▶ What you should do
Where a line of the records holds the string "impl", copy that line.

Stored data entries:
□ □ □

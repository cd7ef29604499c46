use std::env;
use std::process;

use tracing::{error, info};
use tracing_subscriber::EnvFilter;

use sentiment_bayes::naive_bayes::{naive_bayes_with_config, classify_with_config, ClassifierConfig};
use sentiment_bayes::util::{accuracy, get_input_data_csv, get_percent};
use sentiment_bayes::Result;

fn run(args: &[String]) -> Result<()> {
    let config = match args.get(3) {
        Some(config_file) => ClassifierConfig::read_config(config_file)?,
        None => ClassifierConfig::default(),
    };
    config.validate()?;
    info!("{:?}", config);

    info!("Getting training data");
    let (train_set, train_labels) = get_input_data_csv(&args[1])?;
    info!("Getting dev data");
    let (dev_set, dev_labels) = get_input_data_csv(&args[2])?;
    info!("{} training documents, {} dev documents", train_set.len(), dev_set.len());

    let unigram = naive_bayes_with_config(&train_set, &train_labels, &dev_set, &config)?;
    info!("Unigram accuracy: {}%", get_percent(accuracy(&unigram, &dev_labels)));

    let mixture = classify_with_config(&dev_set, &train_set, &train_labels, &config)?;
    info!("Mixture accuracy: {}%", get_percent(accuracy(&mixture, &dev_labels)));
    Ok(())
}

fn main() {
    tracing_subscriber::fmt()
        .with_env_filter(EnvFilter::try_from_default_env().unwrap_or_else(|_| EnvFilter::new("info")))
        .init();

    let args: Vec<String> = env::args().collect();
    if args.len() < 3 {
        let program = args.first().map(String::as_str).unwrap_or("sentiment-bayes");
        eprintln!("usage: {} <train.csv> <dev.csv> [config.json]", program);
        process::exit(1);
    }

    if let Err(err) = run(&args) {
        error!("{}", err);
        process::exit(1);
    }
}
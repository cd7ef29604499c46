use tracing::info;

use crate::error::Result;
use crate::naive_bayes::config::check_lambda;
use crate::naive_bayes::{BigramEstimator, ClassifierConfig, UnigramEstimator};
use crate::types::{Document, Label, LogScores, PredictionSequence, TrainingSet};

/// Interpolates unigram and bigram evidence in log space:
/// `lambda * bigram + (1 - lambda) * unigram` for each class.
pub struct MixtureClassifier {
    unigram: UnigramEstimator,
    bigram: BigramEstimator,
    lambda: f64,
}

impl MixtureClassifier {
    pub fn train(training_set: &TrainingSet, config: &ClassifierConfig) -> Result<MixtureClassifier> {
        config.validate_mixture()?;
        let unigram = UnigramEstimator::train(training_set, config.mixture_unigram_params(), config.num_threads)?;
        let bigram = BigramEstimator::train(training_set, config.bigram_params(), config.num_threads)?;
        Ok(MixtureClassifier { unigram, bigram, lambda: config.bigram_lambda })
    }

    pub fn unigram(&self) -> &UnigramEstimator {
        &self.unigram
    }

    pub fn bigram(&self) -> &BigramEstimator {
        &self.bigram
    }

    pub fn lambda(&self) -> f64 {
        self.lambda
    }

    pub fn score(&self, dev_set: &[Document]) -> Result<Vec<LogScores>> {
        check_lambda(self.lambda)?;
        let unigram_scores = self.unigram.score(dev_set)?;
        let bigram_scores = self.bigram.score(dev_set)?;
        let lambda = self.lambda;
        Ok(unigram_scores
            .iter()
            .zip(bigram_scores.iter())
            .map(|(uni, bi)| LogScores {
                positive: lambda * bi.positive + (1.0 - lambda) * uni.positive,
                negative: lambda * bi.negative + (1.0 - lambda) * uni.negative,
            })
            .collect())
    }

    pub fn predict(&self, dev_set: &[Document]) -> Result<PredictionSequence> {
        let predictions: PredictionSequence = self.score(dev_set)?.iter().map(LogScores::decide).collect();
        info!(
            "mixture model (lambda {}): {} of {} documents predicted positive",
            self.lambda,
            predictions.iter().filter(|l| **l == Label::Positive).count(),
            predictions.len()
        );
        Ok(predictions)
    }
}

pub fn classify_with_config(
    dev_set: &[Document],
    train_set: &[Document],
    train_labels: &[Label],
    config: &ClassifierConfig,
) -> Result<PredictionSequence> {
    config.validate_mixture()?;
    let training_set = TrainingSet::new(train_set, train_labels)?;
    MixtureClassifier::train(&training_set, config)?.predict(dev_set)
}

/// Unigram/bigram mixture prediction for every dev document, in input order.
pub fn classify(
    dev_set: &[Document],
    train_set: &[Document],
    train_labels: &[Label],
    unigram_smoothing: f64,
    bigram_smoothing: f64,
    lambda_mix: f64,
    pos_prior: f64,
) -> Result<PredictionSequence> {
    let config = ClassifierConfig {
        unigram_smoothing_parameter: unigram_smoothing,
        bigram_smoothing_parameter: bigram_smoothing,
        bigram_lambda: lambda_mix,
        pos_prior,
        ..Default::default()
    };
    classify_with_config(dev_set, train_set, train_labels, &config)
}

/// [`classify`] with the training data first.
pub fn bigram_bayes(
    train_set: &[Document],
    train_labels: &[Label],
    dev_set: &[Document],
    unigram_smoothing_parameter: f64,
    bigram_smoothing_parameter: f64,
    bigram_lambda: f64,
    pos_prior: f64,
) -> Result<PredictionSequence> {
    classify(
        dev_set,
        train_set,
        train_labels,
        unigram_smoothing_parameter,
        bigram_smoothing_parameter,
        bigram_lambda,
        pos_prior,
    )
}
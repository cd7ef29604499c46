use itertools::Itertools;

use crate::naive_bayes::{FeatureExtractor, NaiveBayes};
use crate::types::Bigram;

/// Ordered pairs of adjacent tokens `(doc[i], doc[i + 1])`.
/// Documents shorter than two tokens have no features.
#[derive(Debug, Clone, Copy)]
pub struct Bigrams;

impl FeatureExtractor for Bigrams {
    type Feature = Bigram;

    const NAME: &'static str = "bigram";

    fn extract(document: &[String]) -> Vec<Bigram> {
        document.iter().cloned().tuple_windows::<(String, String)>().collect_vec()
    }
}

pub type BigramEstimator = NaiveBayes<Bigrams>;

□ □ □

▶ Solution for this task
impl MixtureClassifier {
impl FeatureExtractor for Bigrams {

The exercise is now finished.